[Stored items]

- - - - - - -

//! Local Session
//!
//! Session handle onto a [`LocalCoordinator`](super::LocalCoordinator).

use std::sync::Arc;

use super::participant;
use super::{Cluster, Participant, SessionEvent, SessionId};
use crate::election::{ElectionHandle, ElectionListener, Session};
use crate::error::{Error, Result};

/// Session opened against a [`LocalCoordinator`](super::LocalCoordinator)
pub struct LocalSession {
    id: SessionId,
    cluster: Arc<Cluster>,
}

impl LocalSession {
    pub(super) fn new(id: SessionId, cluster: Arc<Cluster>) -> Self {
        Self { id, cluster }
    }

    /// Session identifier
    pub fn id(&self) -> SessionId {
        self.id
    }
}

impl Session for LocalSession {
    fn start(&self) -> Result<()> {
        let mut cluster = self.cluster.lock();

        if cluster.failing_starts > 0 {
            cluster.failing_starts -= 1;
            return Err(Error::ConnectionLoss(format!("session {} failed to connect", self.id)));
        }

        let entry = cluster.sessions.get_mut(&self.id).ok_or(Error::SessionClosed)?;
        if entry.closed {
            return Err(Error::SessionClosed);
        }
        if entry.started {
            return Ok(());
        }

        entry.started = true;
        cluster.events.push(SessionEvent::Started(self.id));
        tracing::debug!("Session {} started", self.id);
        Ok(())
    }

    fn close(&self) -> Result<()> {
        let mut cluster = self.cluster.lock();

        let entry = cluster.sessions.get_mut(&self.id).ok_or(Error::AlreadyClosed)?;
        if entry.closed {
            return Err(Error::AlreadyClosed);
        }
        entry.closed = true;
        cluster.events.push(SessionEvent::Closed(self.id));

        for key in cluster.participants_of(self.id) {
            cluster.dequeue(key);
            cluster.participants.remove(&key);
        }
        self.cluster.changed.notify_all();

        tracing::debug!("Session {} closed", self.id);
        Ok(())
    }

    fn exists(&self, path: &str) -> Result<bool> {
        let cluster = self.cluster.lock();
        cluster.check_session(self.id)?;
        cluster.check_available()?;
        cluster.namespace.exists(path)
    }

    fn create(&self, path: &str, create_parents: bool) -> Result<()> {
        let mut cluster = self.cluster.lock();
        cluster.check_session(self.id)?;
        cluster.check_available()?;
        cluster.namespace.create(path, create_parents)
    }

    fn delete(&self, path: &str) -> Result<()> {
        let mut cluster = self.cluster.lock();
        cluster.check_session(self.id)?;
        cluster.check_available()?;
        cluster.namespace.delete(path)
    }

    fn register(
        &self,
        election_path: &str,
        identity: &str,
        listener: Arc<dyn ElectionListener>,
    ) -> Result<Box<dyn ElectionHandle>> {
        let key = {
            let mut cluster = self.cluster.lock();
            cluster.check_session(self.id)?;

            let key = cluster.next_participant;
            cluster.next_participant += 1;
            cluster.participants.insert(
                key,
                Participant {
                    identity: identity.to_string(),
                    election_path: election_path.to_string(),
                    session: self.id,
                    listener,
                },
            );
            cluster.requeue(key);
            self.cluster.changed.notify_all();
            key
        };

        let participation = participant::spawn(self.cluster.clone(), key, identity)?;
        tracing::debug!("Registered {} for election {}", identity, election_path);

        Ok(Box::new(participation) as Box<dyn ElectionHandle>)
    }
}

#[cfg(test)]
mod tests {
    use super::*;
    use crate::election::Connector;
    use crate::local::LocalCoordinator;

    #[test]
    fn test_start_is_idempotent() {
        let coordinator = LocalCoordinator::new();
        let session = coordinator.open().unwrap();

        session.start().unwrap();
        session.start().unwrap();

        let started = coordinator
            .session_events()
            .into_iter()
            .filter(|e| matches!(e, SessionEvent::Started(_)))
            .count();
        assert_eq!(started, 1);
    }

    #[test]
    fn test_node_operations() {
        let coordinator = LocalCoordinator::new();
        let session = coordinator.open().unwrap();
        session.start().unwrap();

        assert!(!session.exists("/leader/h1:1000").unwrap());
        session.create("/leader/h1:1000", true).unwrap();
        assert!(session.exists("/leader/h1:1000").unwrap());
        assert_eq!(coordinator.children("/leader").unwrap(), vec!["h1:1000"]);

        session.delete("/leader/h1:1000").unwrap();
        assert!(matches!(session.delete("/leader/h1:1000"), Err(Error::NoNode(_))));
    }

    #[test]
    fn test_failed_start_is_retryable() {
        let coordinator = LocalCoordinator::new();
        coordinator.fail_next_starts(1);

        let session = coordinator.open().unwrap();
        let err = session.start().unwrap_err();
        assert!(err.is_retryable());
        session.start().unwrap();
    }
}
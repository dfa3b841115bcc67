//! Election Module
//!
//! Capability interface to the coordination service, the session bootstrap,
//! and the controller that turns the service's leader election into a
//! primary/secondary role for this process.
//!
//! The controller only depends on the traits below. Any coordination service
//! that can elect one leader among registered participants, tell the winner,
//! and tell every participant about connectivity changes can back it.

mod bootstrap;
mod selector;

pub use bootstrap::{connect_fresh, RetryPolicy};
pub use selector::PrimarySelector;

pub(crate) use selector::identity_from_address;

use std::sync::Arc;

use crate::error::Result;

/// Connectivity of a session to the coordination service
#[derive(Debug, Clone, Copy, PartialEq, Eq)]
pub enum ConnectionState {
    /// First successful connection
    Connected,
    /// Connection interrupted; the session may still be alive
    Suspended,
    /// Connection re-established after a suspension or loss
    Reconnected,
    /// The session is gone
    Lost,
    /// Connected to a read-only member of the ensemble
    ReadOnly,
}

impl ConnectionState {
    /// Whether requests can still be served over this connection
    pub fn is_connected(&self) -> bool {
        !matches!(self, ConnectionState::Suspended | ConnectionState::Lost)
    }
}

impl std::fmt::Display for ConnectionState {
    fn fmt(&self, f: &mut std::fmt::Formatter<'_>) -> std::fmt::Result {
        match self {
            ConnectionState::Connected => write!(f, "CONNECTED"),
            ConnectionState::Suspended => write!(f, "SUSPENDED"),
            ConnectionState::Reconnected => write!(f, "RECONNECTED"),
            ConnectionState::Lost => write!(f, "LOST"),
            ConnectionState::ReadOnly => write!(f, "READ_ONLY"),
        }
    }
}

/// Opens sessions to a coordination service
pub trait Connector: Send + Sync {
    /// Session type produced by this connector
    type Session: Session;

    /// Open a new, not yet started, session
    fn open(&self) -> Result<Self::Session>;
}

/// A session (connection handle) to the coordination service
pub trait Session: Send + Sync + 'static {
    /// Establish the connection
    fn start(&self) -> Result<()>;

    /// End the session. Closing twice yields [`Error::AlreadyClosed`](crate::Error::AlreadyClosed).
    fn close(&self) -> Result<()>;

    /// Whether a node exists at `path`
    fn exists(&self, path: &str) -> Result<bool>;

    /// Create a node at `path`, optionally creating missing parents
    fn create(&self, path: &str, create_parents: bool) -> Result<()>;

    /// Delete the node at `path`
    fn delete(&self, path: &str) -> Result<()>;

    /// Register `identity` as a participant of the election at `election_path`.
    ///
    /// Participation auto-requeues: after a tenure ends, voluntarily or not,
    /// the participant re-enters the election without re-registering.
    fn register(
        &self,
        election_path: &str,
        identity: &str,
        listener: Arc<dyn ElectionListener>,
    ) -> Result<Box<dyn ElectionHandle>>;
}

/// Handle to one registered election participation
pub trait ElectionHandle: Send + Sync {
    /// Identity of the current leader, if any
    fn current_leader(&self) -> Result<Option<String>>;

    /// Identities of every registered participant
    fn participants(&self) -> Result<Vec<String>>;

    /// Stop participating. Closing twice yields [`Error::AlreadyClosed`](crate::Error::AlreadyClosed).
    fn close(&self) -> Result<()>;
}

/// Callbacks delivered by the election primitive, on its own threads
pub trait ElectionListener: Send + Sync {
    /// The session's connectivity changed
    fn connectivity_changed(&self, state: ConnectionState);

    /// This participant won the election. Leadership lasts until the call
    /// returns; an `Err` marks the tenure as failed.
    ///
    /// `election` is a view of the election as of the grant. A connectivity
    /// change may be delivered before the grant reaches the listener, so the
    /// leader it reports is the one to trust.
    fn take_leadership(&self, election: &dyn ElectionHandle) -> Result<()>;
}

#[cfg(test)]
mod tests {
    use super::*;

    #[test]
    fn test_connection_state_usable() {
        assert!(ConnectionState::Connected.is_connected());
        assert!(ConnectionState::Reconnected.is_connected());
        assert!(ConnectionState::ReadOnly.is_connected());
        assert!(!ConnectionState::Suspended.is_connected());
        assert!(!ConnectionState::Lost.is_connected());
    }

    #[test]
    fn test_connection_state_display() {
        assert_eq!(ConnectionState::ReadOnly.to_string(), "READ_ONLY");
        assert_eq!(ConnectionState::Lost.to_string(), "LOST");
    }
}
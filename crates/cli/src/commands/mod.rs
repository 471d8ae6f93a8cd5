//! CLI subcommands and the wiring they share.

pub mod ask;
pub mod config_cmd;
pub mod history;
pub mod ingest;
pub mod schedule;
pub mod status;
pub mod suggest;

use std::path::Path;
use std::sync::Arc;

use buddybot_agent::{ChatService, SuggestionService};
use buddybot_config::{AppConfig, EmbedderKind};
use buddybot_core::provider::Provider;
use buddybot_core::store::Embedder;
use buddybot_ingest::IngestionJob;
use buddybot_memory::{FileHistory, HashingEmbedder, InMemoryIndex, ProviderEmbedder};

pub type CmdResult = Result<(), Box<dyn std::error::Error>>;

/// Load the config from `path`, or the default location.
pub fn load_config(path: Option<&Path>) -> Result<AppConfig, Box<dyn std::error::Error>> {
    let config = match path {
        Some(path) => AppConfig::load_with_env(path),
        None => AppConfig::load(),
    }
    .map_err(|e| format!("Failed to load config: {e}"))?;
    Ok(config)
}

/// Everything a command needs, built once from the config.
pub struct Runtime {
    pub config: AppConfig,
    pub provider: Arc<dyn Provider>,
    pub index: Arc<InMemoryIndex>,
    pub history: Arc<FileHistory>,
}

impl Runtime {
    pub fn load(path: Option<&Path>) -> Result<Self, Box<dyn std::error::Error>> {
        Ok(Self::new(load_config(path)?))
    }

    pub fn new(config: AppConfig) -> Self {
        let provider = buddybot_providers::build_from_config(&config);
        let embedder = build_embedder(&config, provider.clone());
        let data_dir = &config.storage.data_dir;

        let index = Arc::new(
            InMemoryIndex::persistent(embedder, data_dir.join("index.json"))
                .with_max_results(config.retrieval.max_results),
        );
        let history = Arc::new(FileHistory::open(data_dir));

        Self {
            config,
            provider,
            index,
            history,
        }
    }

    pub fn chat_service(&self) -> ChatService {
        ChatService::from_config(&self.config, self.index.clone(), self.provider.clone())
    }

    pub fn suggestion_service(&self) -> SuggestionService {
        SuggestionService::from_config(&self.config, self.provider.clone())
    }

    pub fn ingestion_job(&self) -> IngestionJob {
        IngestionJob::from_config(&self.config, self.index.clone(), self.history.clone())
    }
}

pub fn build_embedder(config: &AppConfig, provider: Arc<dyn Provider>) -> Arc<dyn Embedder> {
    match config.retrieval.embedder {
        EmbedderKind::Hashing => Arc::new(HashingEmbedder::new(config.retrieval.embedding_dim)),
        EmbedderKind::Provider => Arc::new(ProviderEmbedder::new(
            provider,
            config.llm.embedding_model.clone(),
        )),
    }
}

#[cfg(test)]
pub(crate) mod test_support {
    use super::*;
    use async_trait::async_trait;
    use buddybot_core::error::ProviderError;
    use buddybot_core::provider::{ProviderRequest, ProviderResponse};

    /// Replies with the same text to every request.
    pub struct EchoProvider(pub &'static str);

    #[async_trait]
    impl Provider for EchoProvider {
        fn name(&self) -> &str {
            "echo"
        }

        async fn complete(&self, request: ProviderRequest) -> Result<ProviderResponse, ProviderError> {
            Ok(ProviderResponse {
                content: self.0.into(),
                usage: None,
                model: request.model,
            })
        }
    }

    /// A runtime storing everything under `dir`, answering with `reply`.
    pub fn runtime(dir: &Path, reply: &'static str) -> Runtime {
        let mut config = AppConfig::default();
        config.storage.data_dir = dir.to_path_buf();
        let mut runtime = Runtime::new(config);
        runtime.provider = Arc::new(EchoProvider(reply));
        runtime
    }
}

- - - - - - -

Activity:
All lines above from the one holding "cluster.next_participant += 1;" to the one holding "repository dfa3b841115bcc67", inclusive, are to be copied exactly; no other line is wanted.

Response area:
            cluster.next_participant += 1;
            cluster.participants.insert(
                key,
                Participant {
                    identity: identity.to_string(),
                    election_path: election_path.to_string(),
                    session: self.id,
                    listener,
                },
            );
            cluster.requeue(key);
            self.cluster.changed.notify_all();
            key
        };

        let participation = participant::spawn(self.cluster.clone(), key, identity)?;
        tracing::debug!("Registered {} for election {}", identity, election_path);

        Ok(Box::new(participation) as Box<dyn ElectionHandle>)
    }
}

#[cfg(test)]
mod tests {
    use super::*;
    use crate::election::Connector;
    use crate::local::LocalCoordinator;

    #[test]
    fn test_start_is_idempotent() {
        let coordinator = LocalCoordinator::new();
        let session = coordinator.open().unwrap();

        session.start().unwrap();
        session.start().unwrap();

        let started = coordinator
            .session_events()
            .into_iter()
            .filter(|e| matches!(e, SessionEvent::Started(_)))
            .count();
        assert_eq!(started, 1);
    }

    #[test]
    fn test_node_operations() {
        let coordinator = LocalCoordinator::new();
        let session = coordinator.open().unwrap();
        session.start().unwrap();

        assert!(!session.exists("/leader/h1:1000").unwrap());
        session.create("/leader/h1:1000", true).unwrap();
        assert!(session.exists("/leader/h1:1000").unwrap());
        assert_eq!(coordinator.children("/leader").unwrap(), vec!["h1:1000"]);

        session.delete("/leader/h1:1000").unwrap();
        assert!(matches!(session.delete("/leader/h1:1000"), Err(Error::NoNode(_))));
    }

    #[test]
    fn test_failed_start_is_retryable() {
        let coordinator = LocalCoordinator::new();
        coordinator.fail_next_starts(1);

        let session = coordinator.open().unwrap();
        let err = session.start().unwrap_err();
        assert!(err.is_retryable());
        session.start().unwrap();
    }
}
repository dfa3b841115bcc67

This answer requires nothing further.